An inductor limits the rate of change of current, by generating an opposing voltage V = L . dI/dt
If you only have V = some low voltage, then the maximum dI/dt will be low - especially if your inductance L is high.
In addition to that, you have the voltage developed by the resistance of the coil, V = IR. This subtracts from the voltage you have available i.e. the maximum rate of increase in current reduces as the current itself increases - it’s a first-order system.
If your motor is already generating a voltage by back-EMF, then this BEMF voltage also subtracts from the volts you have available to overcome both the resistance and inductance of your motor, i.e. your control performance reduces at high speeds as well as at high torques, unless you have a lot of voltage headroom available.

Now, I come from a robotics background i.e. “servo control”, where control bandwidth is of the utmost importance. Maybe for an autonomous car this is less of an issue i.e. it doesn’t matter if you can’t go from zero to full torque in a few milliseconds - however, if you are trying to produce power (torque * speed), you still need to reverse the current in your coils over each electrical cycle - so you still need a high current-loop bandwidth to run at high speeds and high torque, even if you don’t need torque bandwidth.

Ah right I see, thanks for the explanation. I take it you’re saying the problem is much more fundamental than controller hardware limitations.

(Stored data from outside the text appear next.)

use std::collections::HashMap;

use crate::models::{Record, ResourceKind};

pub const UNASSIGNED: &str = "Не назначено";

/// Display names of fetched collections, keyed by primary key. Built once per report.
#[derive(Debug, Clone, Default)]
pub struct ResourceIndices {
    names: HashMap<ResourceKind, HashMap<i64, String>>,
}

fn display_name(kind: ResourceKind, record: &Record) -> Option<String> {
    let name = match kind {
        ResourceKind::Employees => record.text("Full_Name"),
        ResourceKind::Transportation => {
            let title = [record.text("Brand"), record.text("Model")]
                .into_iter()
                .flatten()
                .map(|part| part.trim().to_string())
                .filter(|part| !part.is_empty())
                .collect::<Vec<_>>()
                .join(" ");
            match record.text("License_Plate").filter(|plate| !plate.trim().is_empty()) {
                Some(plate) if title.is_empty() => Some(plate),
                Some(plate) => Some(format!("{title} ({})", plate.trim())),
                None => Some(title),
            }
        }
        ResourceKind::Schedule => record.text("Task_Name"),
        ResourceKind::Expenses => record.text("Description"),
        _ => record.text("Name"),
    };
    name.map(|value| value.trim().to_string())
        .filter(|value| !value.is_empty())
}

impl ResourceIndices {
    pub fn build(collections: &HashMap<ResourceKind, Vec<Record>>) -> Self {
        let mut names = HashMap::new();
        for (kind, records) in collections {
            let index = records
                .iter()
                .filter_map(|record| {
                    let id = record.id(kind.key())?;
                    Some((id, display_name(*kind, record)?))
                })
                .collect::<HashMap<_, _>>();
            names.insert(*kind, index);
        }
        Self { names }
    }

    pub fn lookup(&self, kind: ResourceKind, id: i64) -> Option<&str> {
        self.names.get(&kind)?.get(&id).map(String::as_str)
    }

    /// Name of the record `id` in `kind`, tolerating absent and dangling ids.
    pub fn name(&self, kind: ResourceKind, id: Option<i64>) -> String {
        match id {
            None => UNASSIGNED.to_string(),
            Some(id) => self
                .lookup(kind, id)
                .map(str::to_string)
                .unwrap_or_else(|| format!("ID: {id}")),
        }
    }
}

/// Resolves a `(Resource_Type, Resource_ID)` pair to a display name.
pub fn resolve_name(
    resource_type: &str,
    resource_id: Option<i64>,
    indices: &ResourceIndices,
) -> String {
    match (ResourceKind::from_resource_type(resource_type), resource_id) {
        (_, None) => UNASSIGNED.to_string(),
        (Some(kind), id) => indices.name(kind, id),
        (None, Some(id)) => format!("ID: {id}"),
    }
}

/// Russian label for a `Resource_Type` value, falling back to the raw value.
pub fn resource_type_label(resource_type: &str) -> String {
    match ResourceKind::from_resource_type(resource_type) {
        Some(ResourceKind::Employees) => "Сотрудник".to_string(),
        Some(ResourceKind::Equipment) => "Оборудование".to_string(),
        Some(ResourceKind::Transportation) => "Транспорт".to_string(),
        Some(ResourceKind::Tools) => "Инструмент".to_string(),
        Some(ResourceKind::Spares) => "Запчасть".to_string(),
        Some(ResourceKind::Materials) => "Материал".to_string(),
        Some(kind) => kind.title().to_string(),
        None => resource_type.trim().to_string(),
    }
}

#[cfg(test)]
mod tests {
    use super::*;
    use serde_json::{json, Value};

    fn record(value: Value) -> Record {
        serde_json::from_value(value).unwrap()
    }

    fn indices() -> ResourceIndices {
        let mut collections = HashMap::new();
        collections.insert(
            ResourceKind::Employees,
            vec![
                record(json!({"Employee_ID": 1, "Full_Name": "Иванов Иван"})),
                record(json!({"Employee_ID": 2, "Full_Name": "  "})),
            ],
        );
        collections.insert(
            ResourceKind::Transportation,
            vec![record(json!({
                "Transport_ID": 5,
                "Brand": "МАЗ",
                "Model": "5440",
                "License_Plate": "AB 1234-7"
            }))],
        );
        ResourceIndices::build(&collections)
    }

    #[test]
    fn resolves_known_resources() {
        let indices = indices();
        assert_eq!(resolve_name("Employee", Some(1), &indices), "Иванов Иван");
        assert_eq!(resolve_name("Vehicle", Some(5), &indices), "МАЗ 5440 (AB 1234-7)");
    }

    #[test]
    fn dangling_id_renders_raw_id() {
        assert_eq!(resolve_name("Employee", Some(999), &indices()), "ID: 999");
        assert_eq!(resolve_name("Employee", Some(2), &indices()), "ID: 2");
        assert_eq!(resolve_name("Budget", Some(3), &indices()), "ID: 3");
    }

    #[test]
    fn missing_id_is_unassigned() {
        assert_eq!(resolve_name("Employee", None, &indices()), UNASSIGNED);
        assert_eq!(indices().name(ResourceKind::Tools, None), UNASSIGNED);
    }

    #[test]
    fn labels_for_resource_types() {
        assert_eq!(resource_type_label("Transportation"), "Транспорт");
        assert_eq!(resource_type_label("Прочее"), "Прочее");
    }
}
impl Parser {
    /// declaration: declaration-specifiers init-declarator-list? `;`
    ///
    /// Typedef names are registered in the parser's scope set as soon as
    /// the declaration parses, so later tokens resolve the
    /// typedef-vs-expression ambiguity correctly.
    pub(crate) fn parse_decln(&mut self) -> Result<Decln, ParseError> {
        let specs = self.parse_decln_specs()?;

        if self.eat_token(&TokenKind::Semicolon)? {
            // e.g. `struct Foo { int a; };` with no declarators
            return Ok(Decln {
                specs,
                declrs: ThinVec::new(),
            });
        }

        let mut declrs = ThinVec::new();
        loop {
            let declr = self.parse_declr()?;
            let mut init = None;
            if self.eat_token(&TokenKind::Equal)? {
                init = Some(self.parse_initializer()?);
            }
            declrs.push(InitDeclr { declr, init });
            if !self.eat_token(&TokenKind::Comma)? {
                break;
            }
        }
        self.expect_punct(TokenKind::Semicolon)?;

        for init_declr in &declrs {
            if let Some(name) = init_declr.declr.name {
                if specs.is_typedef() {
                    self.add_typedef_name(name);
                } else {
                    self.shadow_typedef_name(name);
                }
            }
        }

        Ok(Decln { specs, declrs })
    }

    /// declaration-specifiers: (storage-class-specifier | type-specifier
    /// | type-qualifier)+
    ///
    /// Fails (for backtracking) if nothing at all was consumed.
    pub(crate) fn parse_decln_specs(&mut self) -> Result<DeclnSpecs, ParseError> {
        let mut specs = DeclnSpecs::default();

        loop {
            let token = self.current_token()?;
            match token.kind {
                TokenKind::Keyword(k) => match k {
                    KeywordKind::Auto => {
                        self.eat();
                        specs.storage.push(StorageClassSpec::Auto);
                    }
                    KeywordKind::Register => {
                        self.eat();
                        specs.storage.push(StorageClassSpec::Register);
                    }
                    KeywordKind::Static => {
                        self.eat();
                        specs.storage.push(StorageClassSpec::Static);
                    }
                    KeywordKind::Extern => {
                        self.eat();
                        specs.storage.push(StorageClassSpec::Extern);
                    }
                    KeywordKind::Typedef => {
                        self.eat();
                        specs.storage.push(StorageClassSpec::Typedef);
                    }
                    KeywordKind::Const => {
                        self.eat();
                        specs.quals.push(TypeQual::Const);
                    }
                    KeywordKind::Volatile => {
                        self.eat();
                        specs.quals.push(TypeQual::Volatile);
                    }
                    KeywordKind::Void => {
                        self.eat();
                        specs.type_specs.push(TypeSpec::Void);
                    }
                    KeywordKind::Char => {
                        self.eat();
                        specs.type_specs.push(TypeSpec::Char);
                    }
                    KeywordKind::Short => {
                        self.eat();
                        specs.type_specs.push(TypeSpec::Short);
                    }
                    KeywordKind::Int => {
                        self.eat();
                        specs.type_specs.push(TypeSpec::Int);
                    }
                    KeywordKind::Long => {
                        self.eat();
                        specs.type_specs.push(TypeSpec::Long);
                    }
                    KeywordKind::Float => {
                        self.eat();
                        specs.type_specs.push(TypeSpec::Float);
                    }
                    KeywordKind::Double => {
                        self.eat();
                        specs.type_specs.push(TypeSpec::Double);
                    }
                    KeywordKind::Signed => {
                        self.eat();
                        specs.type_specs.push(TypeSpec::Signed);
                    }
                    KeywordKind::Unsigned => {
                        self.eat();
                        specs.type_specs.push(TypeSpec::Unsigned);
                    }
                    KeywordKind::Struct => {
                        self.eat();
                        let spec = self.parse_struct_or_union_spec()?;
                        specs.type_specs.push(TypeSpec::Struct(spec));
                    }
                    KeywordKind::Union => {
                        self.eat();
                        let spec = self.parse_struct_or_union_spec()?;
                        specs.type_specs.push(TypeSpec::Union(spec));
                    }
                    KeywordKind::Enum => {
                        self.eat();
                        let spec = self.parse_enum_spec()?;
                        specs.type_specs.push(TypeSpec::Enum(spec));
                    }
                    _ => break,
                },
                TokenKind::Identifier(name)
                    if specs.type_specs.is_empty() && self.is_typedef_name(name) =>
                {
                    self.eat();
                    specs.type_specs.push(TypeSpec::TypedefName(name));
                }
                _ => break,
            }
        }

        if specs.storage.is_empty() && specs.type_specs.is_empty() && specs.quals.is_empty() {
            return Err(self.unexpected("declaration specifiers"));
        }
        Ok(specs)
    }

    /// True if the current token can begin declaration specifiers. Used
    /// to disambiguate `(declarator)` grouping from `(parameter-list)`.
    pub(crate) fn starts_decln_specs(&self) -> bool {
        match self.current_kind() {
            Ok(TokenKind::Keyword(k)) => matches!(
                k,
                KeywordKind::Auto
                    | KeywordKind::Register
                    | KeywordKind::Static
                    | KeywordKind::Extern
                    | KeywordKind::Typedef
                    | KeywordKind::Const
                    | KeywordKind::Volatile
                    | KeywordKind::Void
                    | KeywordKind::Char
                    | KeywordKind::Short
                    | KeywordKind::Int
                    | KeywordKind::Long
                    | KeywordKind::Float
                    | KeywordKind::Double
                    | KeywordKind::Signed
                    | KeywordKind::Unsigned
                    | KeywordKind::Struct
                    | KeywordKind::Union
                    | KeywordKind::Enum
            ),
            Ok(TokenKind::Identifier(name)) => self.is_typedef_name(name),
            _ => false,
        }
    }

    /// declarator: pointer* direct-declarator suffix*
    ///
    /// Also parses abstract declarators (no name); callers that require a
    /// name check for one afterwards.
    pub(crate) fn parse_declr(&mut self) -> Result<Declr, ParseError> {
        // pointers, in source order
        let mut pointers: Vec<ThinVec<TypeQual>> = Vec::new();
        while self.eat_token(&TokenKind::Star)? {
            let mut quals = ThinVec::new();
            loop {
                if self.eat_token(&TokenKind::Keyword(KeywordKind::Const))? {
                    quals.push(TypeQual::Const);
                } else if self.eat_token(&TokenKind::Keyword(KeywordKind::Volatile))? {
                    quals.push(TypeQual::Volatile);
                } else {
                    break;
                }
            }
            pointers.push(quals);
        }

        // direct declarator: name, grouped declarator, or nothing (abstract)
        let mut name = None;
        let mut modifiers: ThinVec<TypeModifier> = ThinVec::new();
        match self.current_kind()? {
            TokenKind::Identifier(id) => {
                self.eat();
                name = Some(id);
            }
            TokenKind::LeftParen => {
                // `(` here is either a grouped declarator or the start of a
                // parameter list for an omitted name; a parameter list begins
                // with `)` or declaration specifiers.
                let saved = self.position;
                self.eat();
                let is_param_list = self.current_kind()? == TokenKind::RightParen
                    || self.starts_decln_specs();
                self.position = saved;
                if !is_param_list {
                    self.eat(); // consume '('
                    let inner = self.parse_declr()?;
                    self.expect_punct(TokenKind::RightParen)?;
                    name = inner.name;
                    modifiers = inner.modifiers;
                }
            }
            _ => {}
        }

        // suffixes: arrays and parameter lists, in source order
        loop {
            match self.current_kind()? {
                TokenKind::LeftBracket => {
                    self.eat();
                    if self.eat_token(&TokenKind::RightBracket)? {
                        modifiers.push(TypeModifier::Array(None));
                    } else {
                        let size = self.parse_constant_expr()?;
                        self.expect_punct(TokenKind::RightBracket)?;
                        modifiers.push(TypeModifier::Array(Some(size)));
                    }
                }
                TokenKind::LeftParen => {
                    self.eat();
                    let (params, is_variadic) = self.parse_param_list()?;
                    modifiers.push(TypeModifier::Function(params, is_variadic));
                }
                _ => break,
            }
        }

        // pointers sit outside every suffix; the rightmost `*` binds
        // closest to the name
        for quals in pointers.into_iter().rev() {
            modifiers.push(TypeModifier::Pointer(quals));
        }

        Ok(Declr { name, modifiers })
    }

    /// parameter-type-list after the opening `(`: zero or more parameter
    /// declarations, optionally ending in `...`. The closing `)` is
    /// consumed. `(void)` means an empty parameter list.
    fn parse_param_list(&mut self) -> Result<(ThinVec<ParamDecln>, bool), ParseError> {
        let mut params = ThinVec::new();
        let mut is_variadic = false;

        if self.eat_token(&TokenKind::RightParen)? {
            return Ok((params, is_variadic));
        }
        loop {
            if self.eat_token(&TokenKind::Ellipsis)? {
                is_variadic = true;
                self.expect_punct(TokenKind::RightParen)?;
                return Ok((params, is_variadic));
            }
            let specs = self.parse_decln_specs()?;
            let declr = self.parse_declr()?;
            params.push(ParamDecln { specs, declr });
            if !self.eat_token(&TokenKind::Comma)? {
                break;
            }
        }
        self.expect_punct(TokenKind::RightParen)?;

        // `(void)` declares no parameters at all
        if params.len() == 1 {
            let only = &params[0];
            if only.declr.is_abstract()
                && only.declr.modifiers.is_empty()
                && only.specs.type_specs.len() == 1
                && only.specs.type_specs[0] == TypeSpec::Void
            {
                params = ThinVec::new();
            }
        }

        Ok((params, is_variadic))
    }

    /// type-name: specifier-qualifier-list abstract-declarator?
    ///
    /// Fails if the declarator names anything: that is what lets
    /// `(x)(y)` backtrack out of the cast alternative when `x` is a
    /// variable.
    pub(crate) fn parse_type_name(&mut self) -> Result<TypeName, ParseError> {
        let specs = self.parse_decln_specs()?;
        let declr = self.parse_declr()?;
        if declr.name.is_some() {
            return Err(self.unexpected("abstract declarator"));
        }
        Ok(TypeName { specs, declr })
    }

    /// struct-or-union-specifier, after the keyword has been consumed:
    /// a tag, a braced member list, or both.
    fn parse_struct_or_union_spec(&mut self) -> Result<StructOrUnionSpec, ParseError> {
        let tag = self.maybe_name()?;

        if self.current_kind()? != TokenKind::LeftBrace {
            if tag.is_none() {
                return Err(self.unexpected("struct tag or '{'"));
            }
            return Ok(StructOrUnionSpec { tag, members: None });
        }
        self.eat(); // consume '{'

        let mut members = Vec::new();
        while !self.eat_token(&TokenKind::RightBrace)? {
            members.push(self.parse_struct_decln()?);
        }
        trace!(
            "parse_struct_or_union_spec: tag {:?}, {} member declarations",
            tag,
            members.len()
        );
        Ok(StructOrUnionSpec {
            tag,
            members: Some(members),
        })
    }

    /// struct-declaration: specifier-qualifier-list declarator-list `;`
    fn parse_struct_decln(&mut self) -> Result<StructDecln, ParseError> {
        let specs = self.parse_decln_specs()?;
        let mut declrs = ThinVec::new();
        loop {
            declrs.push(self.parse_declr()?);
            if !self.eat_token(&TokenKind::Comma)? {
                break;
            }
        }
        self.expect_punct(TokenKind::Semicolon)?;
        Ok(StructDecln { specs, declrs })
    }

    /// enum-specifier, after the keyword: tag, enumerator list, or both.
    /// A trailing comma before the closing brace is tolerated.
    fn parse_enum_spec(&mut self) -> Result<EnumSpec, ParseError> {
        let tag = self.maybe_name()?;

        if self.current_kind()? != TokenKind::LeftBrace {
            if tag.is_none() {
                return Err(self.unexpected("enum tag or '{'"));
            }
            return Ok(EnumSpec {
                tag,
                enumerators: None,
            });
        }
        self.eat(); // consume '{'

        let mut enumerators = ThinVec::new();
        while !self.eat_token(&TokenKind::RightBrace)? {
            let name = self.expect_name()?;
            let mut init = None;
            if self.eat_token(&TokenKind::Equal)? {
                init = Some(self.parse_constant_expr()?);
            }
            enumerators.push(Enumerator { name, init });
            if !self.eat_token(&TokenKind::Comma)? {
                self.expect_punct(TokenKind::RightBrace)?;
                break;
            }
        }
        Ok(EnumSpec {
            tag,
            enumerators: Some(enumerators),
        })
    }

    /// initializer: assignment-expression | `{` initializer-list `,`? `}`
    pub(crate) fn parse_initializer(&mut self) -> Result<Initializer, ParseError> {
        if self.eat_token(&TokenKind::LeftBrace)? {
            let mut items = ThinVec::new();
            while !self.eat_token(&TokenKind::RightBrace)? {
                items.push(self.parse_initializer()?);
                if !self.eat_token(&TokenKind::Comma)? {
                    self.expect_punct(TokenKind::RightBrace)?;
                    break;
                }
            }
            Ok(Initializer::List(items))
        } else {
            Ok(Initializer::Expr(self.parse_assignment_expr()?))
        }
    }
}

I am willing to buy an Odrive and experiment to see if it gives us an acceptable level of control, but I was hoping to clarify if the controller hardware would stop me doing this (so long as the firmware was modified)? This is the post by Oskar where he mentioned MOSFETs and what made me believe that they were responsible for the limitations:

Yes exactly. In servo control, which is what ODrive is meant for, it makes very little sense to have a low voltage. In fact even if your motor is “designed” to run at 7V, ODrive will happily run it with 50V without damage, because it has fast, closed-loop current control.

There may well be a limitation on the ODrive MOSFETs (or the more likely the DRV8301 gate-drive chip)
The limitation there is that the MOSFETs themselves have a gate capacitance - the DRV8301 needs to charge/discharge the gate capacitance in minimum time, because the MOSFET generates a lot of heat when it is in between on/off states. As the current rating of the MOSFET increases, so tends the gate capaitance to go up.
Again, resistance, capaitance and parasitic inductance, the gate driver needs a certain amount of voltage to get a fast swing on the gate charge.

Below 8V or so, motor controller designs tend to be “dumb” i.e. no closed-loop current control, low PWM switching frequency, six-step commutation, i.e. hobby ESC style.

@andrew700andrew As per Oskar’s post, the DRV8301 chip has an undervoltage lock-out feature where it will shut down the gate driver to prevent damage to the power MOSFETs. I believe this is configurable in software via the DRV8301’s SPI interface - ODrive sets it at 8V, but by editing the ODrive firmware you could set it down as low as 2.5V (the minimum in the DRV8301 datasheet). Note that by doing this, you will lose switching efficiency and may overheat the FETs as a result. But yes, it is possible.